Virgin Orbit lost a cumulative $820 million through the end of 2021, according to its annual report, which flagged "substantial doubt" about the company's ability to remain a going concern. Virgin Orbit reported a loss of $157.3 million for fiscal 2021 on revenue of $7.4 million. Over the first nine months of fiscal 2022, the company posted net losses of $139.5 million on revenue of $33 million.
Virgin Group and Abu Dhabi's sovereign wealth fund invested some $1 billion in Virgin Orbit, which came public via a deal with a special purpose acquisition company (SPAC) that initially valued Virgin Orbit at $3.7 billion. However, the deal, completed just before the end of 2021, raised just $228 million for the company, less than half of what was once expected.

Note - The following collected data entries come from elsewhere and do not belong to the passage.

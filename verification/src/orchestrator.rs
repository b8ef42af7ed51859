//! Verification orchestrator. Ties the session store, expiry timers,
//! throttles, risk engine and review queue together in response to
//! membership events, commands, code submissions and moderator decisions.
//!
//! Every operation on a member runs under that member's lock (see
//! [`MemberLocks`]), so the per-member invariants hold even though the
//! profile fetch suspends. Component state lives behind one short-lived
//! mutex that is never held across an `.await`.

use biogate_platform::{Notice, NotifyResult, Platform, ReviewPost};
use biogate_profile::{ExternalProfile, ProfileFetcher, ProfileUrl};
use biogate_types::{
    Clock, EngineParams, MemberId, MemberInfo, ReviewId, Timestamp, VerificationCode,
};
use biogate_utils::format_hours_minutes;
use std::collections::{BTreeMap, HashMap, HashSet};
use std::sync::{Arc, Mutex, MutexGuard, PoisonError};
use std::time::Duration;
use tracing::{debug, error, info, warn};

use crate::error::VerificationError;
use crate::events::{AuditEvent, EventBuffer, DEFAULT_EVENT_CAPACITY};
use crate::expiry::{delay_until_expiry, ExpiryTimers};
use crate::member_lock::MemberLocks;
use crate::outcomes::{
    ForceOutcome, LeaveOutcome, Resolution, ResolveOutcome, StartOutcome, SubmitOutcome,
};
use crate::review::{NewReviewCase, ReviewCase, ReviewQueue};
use crate::risk::{self, RiskDecision};
use crate::session::{SessionStore, SessionToken, VerificationSession};
use crate::state::FailureCause;
use crate::stats::{Counter, EngineStats};
use crate::throttle::{ThrottleRefusal, ThrottleTracker};

const PUNISHMENT_REASON: &str = "verification code not found in profile bio";
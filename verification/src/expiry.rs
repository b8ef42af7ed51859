//! Expiry timer bookkeeping.
//!
//! Each live session owns one deferred expiry task. Aborting a task when its
//! session is superseded or closed saves work, but correctness rests on the
//! [`SessionToken`] check the task performs when it fires.

use biogate_types::{MemberId, Timestamp};
use std::collections::HashMap;
use std::time::Duration;
use tokio::task::JoinHandle;

use crate::session::SessionToken;

/// How long to wait before a session created at `created_at` expires.
/// Zero when the deadline has already passed (fire immediately).
pub fn delay_until_expiry(created_at: Timestamp, now: Timestamp, timeout: Duration) -> Duration {
    timeout.saturating_sub(created_at.elapsed_since(now))
}

#[derive(Debug, Default)]
pub struct ExpiryTimers {
    timers: HashMap<MemberId, (SessionToken, JoinHandle<()>)>,
}

impl ExpiryTimers {
    pub fn new() -> Self {
        Self::default()
    }

    /// Track the timer for a new session, aborting any timer it replaces.
    pub fn replace(&mut self, member: MemberId, token: SessionToken, handle: JoinHandle<()>) {
        if let Some((_, old)) = self.timers.insert(member, (token, handle)) {
            old.abort();
        }
    }

    /// Abort the member's timer, whatever session it belongs to.
    pub fn cancel(&mut self, member: &MemberId) -> bool {
        match self.timers.remove(member) {
            Some((_, handle)) => {
                handle.abort();
                true
            }
            None => false,
        }
    }

    /// Drop bookkeeping for a timer that has fired, without aborting it.
    ///
    /// Called from inside the firing task, which must not abort itself.
    pub fn forget(&mut self, member: &MemberId, token: SessionToken) {
        if self
            .timers
            .get(member)
            .is_some_and(|(tracked, _)| *tracked == token)
        {
            self.timers.remove(member);
        }
    }

    pub fn is_scheduled(&self, member: &MemberId) -> bool {
        self.timers
            .get(member)
            .is_some_and(|(_, handle)| !handle.is_finished())
    }

    pub fn len(&self) -> usize {
        self.timers.len()
    }

    pub fn is_empty(&self) -> bool {
        self.timers.is_empty()
    }
}

impl Drop for ExpiryTimers {
    fn drop(&mut self) {
        for (_, (_, handle)) in self.timers.drain() {
            handle.abort();
        }
    }
}

#[cfg(test)]
mod tests {
    use super::*;

    fn token(generation: u64) -> SessionToken {
        SessionToken {
            created_at: Timestamp::EPOCH,
            generation,
        }
    }

    #[test]
    fn delay_counts_down_and_clamps_at_zero() {
        let created = Timestamp::from_secs(1000);
        let timeout = Duration::from_secs(600);
        assert_eq!(delay_until_expiry(created, created, timeout), timeout);
        assert_eq!(
            delay_until_expiry(created, Timestamp::from_secs(1100), timeout),
            Duration::from_secs(500)
        );
        assert_eq!(
            delay_until_expiry(created, Timestamp::from_secs(5000), timeout),
            Duration::ZERO
        );
    }

    #[tokio::test]
    async fn replace_aborts_previous_timer() {
        let mut timers = ExpiryTimers::new();
        let member = MemberId::new("a");
        let (alive_tx, alive_rx) = tokio::sync::oneshot::channel::<()>();
        let first = tokio::spawn(async move {
            let _alive = alive_tx;
            std::future::pending::<()>().await
        });
        timers.replace(member.clone(), token(1), first);
        timers.replace(member.clone(), token(2), tokio::spawn(std::future::pending::<()>()));

        // The sender is dropped only when the first task is torn down.
        assert!(alive_rx.await.is_err());
        assert!(timers.is_scheduled(&member));
        assert_eq!(timers.len(), 1);
    }

    #[tokio::test]
    async fn forget_only_matches_its_own_token() {
        let mut timers = ExpiryTimers::new();
        let member = MemberId::new("a");
        timers.replace(member.clone(), token(2), tokio::spawn(std::future::pending::<()>()));

        timers.forget(&member, token(1));
        assert_eq!(timers.len(), 1);
        timers.forget(&member, token(2));
        assert!(timers.is_empty());
    }

    #[tokio::test]
    async fn cancel_removes_timer() {
        let mut timers = ExpiryTimers::new();
        let member = MemberId::new("a");
        timers.replace(member.clone(), token(1), tokio::spawn(std::future::pending::<()>()));
        assert!(timers.cancel(&member));
        assert!(!timers.cancel(&member));
        assert!(!timers.is_scheduled(&member));
    }
}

Monday's decline dropped Virgin Orbit's market capitalization to $583 million. The company held $71.2 million in cash as of Sept. 30. Virgin Orbit canceled a planned securities offering in late 2022; it received a further $25 million investment from Virgin Group in November. Before Sunday night's failure, Virgin Orbit had conducted four straight successful space launches from the Mojave Desert in the western U.S.
The U.K. invested 20 billion British pounds ($24.4 billion) to turn Cornwall's small commercial airport into "Spaceport Cornwall," a hoped-for hub for the domestic space industry.